All those and a whole lot of other things, but one thing for sure is that my parents never discussed any of the matter directly. Good thing I turned out fine, yes a bit filthy, but fine. So has many, though not all, of the people I know.

So do we really need sex ed? And in what form?

Recollection

Thoughts of certain natures have been coming by and biding little hellos in my mind. Naturally, considering the current situation with all the constantly evolving real life scripts of drama or comedy, depending on how you look at it.

The reason I haven’t offed myself in the past, all these years,
is because I fear there are too many precious things to come.
And that things will always get better in the end.
Or at least they appear to get better.
Or at least I can hope so.

Oh, and perhaps even more because I’m afraid of knives and broken bones and asphyxiation and pain in general. What a wuss, I know.

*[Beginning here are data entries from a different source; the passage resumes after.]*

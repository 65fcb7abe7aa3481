//! Frozen lookup tables built once: register names to 5-bit indices, and
//! mnemonics to their opcode/funct3/funct7/format.

use std::collections::HashMap;

use once_cell::sync::Lazy;
use rvcore::constants::*;

use crate::error::AssemblyError;

/// How an instruction's operand list is laid out and encoded.
#[derive(Debug, Clone, Copy, PartialEq, Eq)]
pub enum Format {
    R,
    I,
    IShift,
    ILoad,
    S,
    B,
    U,
    J,
    RFloat,
    RFloatUnary,
    RFloatConv,
    IFload,
    SFstore,
}

#[derive(Debug, Clone, Copy)]
pub struct OpcodeDef {
    pub opcode: u32,
    pub funct3: u32,
    pub funct7: u32,
    pub format: Format,
}

pub static REGS: Lazy<HashMap<&'static str, u8>> = Lazy::new(|| {
    let mut m = HashMap::new();
    for i in 0..32u8 {
        m.insert(Box::leak(format!("x{i}").into_boxed_str()) as &str, i);
        m.insert(Box::leak(format!("f{i}").into_boxed_str()) as &str, i);
    }
    let abi_aliases: &[(&str, u8)] = &[
        ("zero", 0),
        ("ra", 1),
        ("sp", 2),
        ("gp", 3),
        ("tp", 4),
        ("t0", 5),
        ("t1", 6),
        ("t2", 7),
        ("s0", 8),
        ("fp", 8),
        ("s1", 9),
        ("a0", 10),
        ("a1", 11),
        ("a2", 12),
        ("a3", 13),
        ("a4", 14),
        ("a5", 15),
        ("a6", 16),
        ("a7", 17),
        ("s2", 18),
        ("s3", 19),
        ("s4", 20),
        ("s5", 21),
        ("s6", 22),
        ("s7", 23),
        ("s8", 24),
        ("s9", 25),
        ("s10", 26),
        ("s11", 27),
        ("t3", 28),
        ("t4", 29),
        ("t5", 30),
        ("t6", 31),
    ];
    for (name, idx) in abi_aliases {
        m.insert(*name, *idx);
    }
    m
});

pub fn lookup_register(name: &str, line: usize) -> Result<u8, AssemblyError> {
    REGS.get(name)
        .copied()
        .ok_or_else(|| AssemblyError::UnknownRegister {
            line,
            name: name.to_string(),
        })
}

pub static OPCODES: Lazy<HashMap<&'static str, OpcodeDef>> = Lazy::new(|| {
    use Format::*;
    let mut m = HashMap::new();
    let mut def = |name: &'static str, opcode: u32, funct3: u32, funct7: u32, format: Format| {
        m.insert(name, OpcodeDef { opcode, funct3, funct7, format });
    };

    // RV32I R-type
    def("add", OPCODE_R, 0b000, 0, R);
    def("sub", OPCODE_R, 0b000, FUNCT7_ALT, R);
    def("sll", OPCODE_R, 0b001, 0, R);
    def("slt", OPCODE_R, 0b010, 0, R);
    def("sltu", OPCODE_R, 0b011, 0, R);
    def("xor", OPCODE_R, 0b100, 0, R);
    def("srl", OPCODE_R, 0b101, 0, R);
    def("sra", OPCODE_R, 0b101, FUNCT7_ALT, R);
    def("or", OPCODE_R, 0b110, 0, R);
    def("and", OPCODE_R, 0b111, 0, R);

    // RV32M R-type
    def("mul", OPCODE_R, 0b000, FUNCT7_MULDIV, R);
    def("mulh", OPCODE_R, 0b001, FUNCT7_MULDIV, R);
    def("div", OPCODE_R, 0b100, FUNCT7_MULDIV, R);
    def("rem", OPCODE_R, 0b110, FUNCT7_MULDIV, R);

    // I-type ALU
    def("addi", OPCODE_I_ARITH, 0b000, 0, I);
    def("slti", OPCODE_I_ARITH, 0b010, 0, I);
    def("sltiu", OPCODE_I_ARITH, 0b011, 0, I);
    def("xori", OPCODE_I_ARITH, 0b100, 0, I);
    def("ori", OPCODE_I_ARITH, 0b110, 0, I);
    def("andi", OPCODE_I_ARITH, 0b111, 0, I);
    def("slli", OPCODE_I_ARITH, 0b001, 0, IShift);
    def("srli", OPCODE_I_ARITH, 0b101, 0, IShift);
    def("srai", OPCODE_I_ARITH, 0b101, FUNCT7_ALT, IShift);

    // jalr is I-format but not an ALU op
    def("jalr", OPCODE_JALR, 0b000, 0, I);

    // Loads
    def("lb", OPCODE_LOAD, 0b000, 0, ILoad);
    def("lh", OPCODE_LOAD, 0b001, 0, ILoad);
    def("lw", OPCODE_LOAD, 0b010, 0, ILoad);
    def("lbu", OPCODE_LOAD, 0b100, 0, ILoad);
    def("lhu", OPCODE_LOAD, 0b101, 0, ILoad);

    // Stores
    def("sb", OPCODE_STORE, 0b000, 0, S);
    def("sh", OPCODE_STORE, 0b001, 0, S);
    def("sw", OPCODE_STORE, 0b010, 0, S);

    // Branches
    def("beq", OPCODE_BRANCH, 0b000, 0, B);
    def("bne", OPCODE_BRANCH, 0b001, 0, B);
    def("blt", OPCODE_BRANCH, 0b100, 0, B);
    def("bge", OPCODE_BRANCH, 0b101, 0, B);
    def("bltu", OPCODE_BRANCH, 0b110, 0, B);
    def("bgeu", OPCODE_BRANCH, 0b111, 0, B);

    // U-type
    def("lui", OPCODE_LUI, 0, 0, U);
    def("auipc", OPCODE_AUIPC, 0, 0, U);

    // J-type
    def("jal", OPCODE_JAL, 0, 0, J);

    // F-extension
    def("flw", OPCODE_FLOAD, 0b010, 0, IFload);
    def("fsw", OPCODE_FSTORE, 0b010, 0, SFstore);
    def("fadd.s", OPCODE_FP, 0b000, FUNCT7_FADD, RFloat);
    def("fsub.s", OPCODE_FP, 0b000, FUNCT7_FSUB, RFloat);
    def("fmul.s", OPCODE_FP, 0b000, FUNCT7_FMUL, RFloat);
    def("fdiv.s", OPCODE_FP, 0b000, FUNCT7_FDIV, RFloat);
    def("fsqrt.s", OPCODE_FP, 0b000, FUNCT7_FSQRT, RFloatUnary);
    def("fcvt.w.s", OPCODE_FP, 0b000, FUNCT7_FCVT_W_S, RFloatConv);
    def("fcvt.s.w", OPCODE_FP, 0b000, FUNCT7_FCVT_S_W, RFloatConv);

    m
});

pub fn lookup_opcode(mnemonic: &str, line: usize) -> Result<OpcodeDef, AssemblyError> {
    OPCODES
        .get(mnemonic)
        .copied()
        .ok_or_else(|| AssemblyError::UnknownMnemonic {
            line,
            mnemonic: mnemonic.to_string(),
        })
}
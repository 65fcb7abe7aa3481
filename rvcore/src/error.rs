use thiserror::Error;

/// Why [`crate::Simulator::load`] refused a program image.
#[derive(Error, Debug, Clone, Copy, PartialEq, Eq)]
pub enum LoadError {
    #[error("program is {program_len} bytes, but memory only has {capacity} bytes free from the base address")]
    LoadTooLarge { program_len: usize, capacity: usize },
}
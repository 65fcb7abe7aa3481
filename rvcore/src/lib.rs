//! Cycle-accurate interpreter core for a subset of RV32I, with the M
//! (multiply/divide) and F (single-precision float) extensions.
//!
//! This crate only knows how to execute an already-assembled flat binary
//! image; see the `rvasm` crate for turning assembly text into one.

pub mod constants;
pub mod decode;
pub mod error;
pub mod exec;
pub mod memory;
pub mod registers;
pub mod simulator;

pub use error::LoadError;
pub use exec::HaltReason;
pub use memory::{Memory, Storage};
pub use registers::RegisterFile;
pub use simulator::{Simulator, Snapshot, StepResult};
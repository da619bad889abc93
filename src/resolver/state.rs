use serde::{Deserialize, Serialize};
use std::fmt;

/// Where a tracked delivery ended up once its outcome was resolved
#[derive(Debug, Clone, Copy, PartialEq, Eq, Hash, Serialize, Deserialize)]
#[serde(rename_all = "snake_case")]
pub enum DeliveryState {
    /// Acknowledged: processed, discarded or dropped after exhausting retries
    Acked,
    /// Rejected into the retry queue for delayed redelivery
    Requeued,
}

impl fmt::Display for DeliveryState {
    fn fmt(&self, f: &mut fmt::Formatter<'_>) -> fmt::Result {
        match self {
            Self::Acked => write!(f, "acked"),
            Self::Requeued => write!(f, "requeued"),
        }
    }
}

impl std::str::FromStr for DeliveryState {
    type Err = String;

    fn from_str(s: &str) -> Result<Self, Self::Err> {
        match s {
            "acked" => Ok(Self::Acked),
            "requeued" => Ok(Self::Requeued),
            _ => Err(format!("Invalid delivery state: {s}")),
        }
    }
}
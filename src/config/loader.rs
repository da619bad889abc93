//! Configuration Loader
//!
//! Layers defaults, an optional TOML file and `COURIER_*` environment variables into a
//! validated [`BusConfig`].

use std::path::{Path, PathBuf};

use config::{Config, Environment, File};
use tracing::debug;

use super::BusConfig;
use crate::error::{BusError, BusResult};

const DEFAULT_CONFIG_FILE: &str = "config/courier";
const DEFAULT_ENV_PREFIX: &str = "COURIER";

#[derive(Debug, Clone)]
pub struct ConfigLoader {
    file: Option<PathBuf>,
    env_prefix: Option<String>,
}

impl Default for ConfigLoader {
    fn default() -> Self {
        Self::new()
    }
}

impl ConfigLoader {
    /// Loader reading `config/courier.toml` (if present) and `COURIER_*` variables
    pub fn new() -> Self {
        Self {
            file: None,
            env_prefix: Some(DEFAULT_ENV_PREFIX.to_string()),
        }
    }

    /// Read this file instead of the default; it must exist
    pub fn with_file(mut self, path: impl AsRef<Path>) -> Self {
        self.file = Some(path.as_ref().to_path_buf());
        self
    }

    pub fn with_env_prefix(mut self, prefix: impl Into<String>) -> Self {
        self.env_prefix = Some(prefix.into());
        self
    }

    /// Skip environment overrides entirely
    pub fn without_environment(mut self) -> Self {
        self.env_prefix = None;
        self
    }

    pub fn load(&self) -> BusResult<BusConfig> {
        let mut builder = Config::builder();

        builder = match &self.file {
            Some(path) => {
                if !path.is_file() {
                    return Err(BusError::configuration(format!(
                        "configuration file not found: {}",
                        path.display()
                    )));
                }
                builder.add_source(File::from(path.as_path()).required(true))
            }
            None => builder.add_source(File::with_name(DEFAULT_CONFIG_FILE).required(false)),
        };

        if let Some(prefix) = &self.env_prefix {
            builder = builder.add_source(Environment::with_prefix(prefix).try_parsing(true));
        }

        let config: BusConfig = builder.build()?.try_deserialize()?;
        config.validate()?;

        debug!(
            config = %config.sanitized(),
            broker = %config.amqp_url_redacted(),
            "Bus configuration loaded"
        );

        Ok(config)
    }
}

#[cfg(test)]
mod tests {
    use super::*;
    use std::io::Write;

    fn write_config(contents: &str) -> tempfile::NamedTempFile {
        let mut file = tempfile::Builder::new()
            .suffix(".toml")
            .tempfile()
            .expect("temp file");
        file.write_all(contents.as_bytes()).expect("write config");
        file
    }

    #[test]
    fn test_load_from_file() {
        let file = write_config(
            r#"
            broker_host = "rabbit.internal"
            broker_user = "svc"
            broker_password = "hunter2"
            app_name = "billing-app"
            service_name = "billing"
            retry_delay_seconds = 30
            "#,
        );

        let config = ConfigLoader::new()
            .with_file(file.path())
            .without_environment()
            .load()
            .expect("config should load");

        assert_eq!(config.broker_host, "rabbit.internal");
        assert_eq!(config.broker_user, "svc");
        assert_eq!(config.app_name, "billing-app");
        assert_eq!(config.retry_delay_seconds, 30);
        assert_eq!(config.max_retries, 60);
    }

    #[test]
    fn test_environment_overrides_file() {
        let file = write_config(
            r#"
            app_name = "billing-app"
            service_name = "billing"
            "#,
        );

        std::env::set_var("COURIER_LOADER_TEST_RETRY_DELAY_SECONDS", "12");
        std::env::set_var("COURIER_LOADER_TEST_MAX_RETRIES", "3");

        let result = ConfigLoader::new()
            .with_file(file.path())
            .with_env_prefix("COURIER_LOADER_TEST")
            .load();

        std::env::remove_var("COURIER_LOADER_TEST_RETRY_DELAY_SECONDS");
        std::env::remove_var("COURIER_LOADER_TEST_MAX_RETRIES");

        let config = result.expect("config should load");
        assert_eq!(config.retry_delay_seconds, 12);
        assert_eq!(config.max_retries, 3);
    }

    #[test]
    fn test_missing_file_is_error() {
        let result = ConfigLoader::new()
            .with_file("/nonexistent/courier.toml")
            .without_environment()
            .load();
        assert!(matches!(result, Err(BusError::Configuration { .. })));
    }

    #[test]
    fn test_missing_required_fields() {
        let file = write_config(r#"broker_host = "localhost""#);
        let result = ConfigLoader::new()
            .with_file(file.path())
            .without_environment()
            .load();
        assert!(result.is_err());
    }

    #[test]
    fn test_invalid_values_rejected() {
        let file = write_config(
            r#"
            app_name = "billing-app"
            service_name = "billing"
            retry_delay_seconds = 0
            "#,
        );
        let result = ConfigLoader::new()
            .with_file(file.path())
            .without_environment()
            .load();
        assert!(matches!(result, Err(BusError::Configuration { .. })));
    }
}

But then to actually do it is to be really cowardly, and really fucking stupid. Everyone can be strong enough for anything, to a certain extent, if they want to be. I know it because I’ve seen it.

Life is a Guilt Trip

Because you’re always a slut or a bad friend or an ungrateful child or a fucking devil woman or anything they say you are or you know they secretly or not so secretly think you are and sometimes you believe it, sometimes because you know you are and sometimes because it’s easier that way.

Lesson Learned, Wish Me Luck

For the last few days I’ve been thinking, among many other things, about my childhood and the feelings I had back then. Surely I can only remember them in retrospect now, probably subjectified by my current views and realizations. As I said in the previous post, one of the major feelings I had was alienation. That and the resulting need to escape, even only in my mind. I guess that’s partly why I’ve always felt a certain attachment, a special interest for anything that bore the theme of alienation and escapism.

In junior high school I was especially obsessed with two bands, The Beatles and Nirvana. Now, Nirvana had a lot of songs dealing with those particular themes but I personally think ‘Dumb’ is their ‘Strawberry Fields Forever’, their definitive alienation song. Which, of course, could be interpreted differently or be about drugs or something. But not to me.

I’m not like them, but I can pretend
The sun is gone, but I have a light
The day is done, but I’m having fun
I think I’m dumb, maybe just happy

Anyway, my ‘sensible’ self has officially taken most of the control, after letting my impulsive batshit self run amok for the past week. Which is both good news and bad news. Good news because it’s the perfect timing, this week being midtest week. Bad news because, well, sensible me is no fun.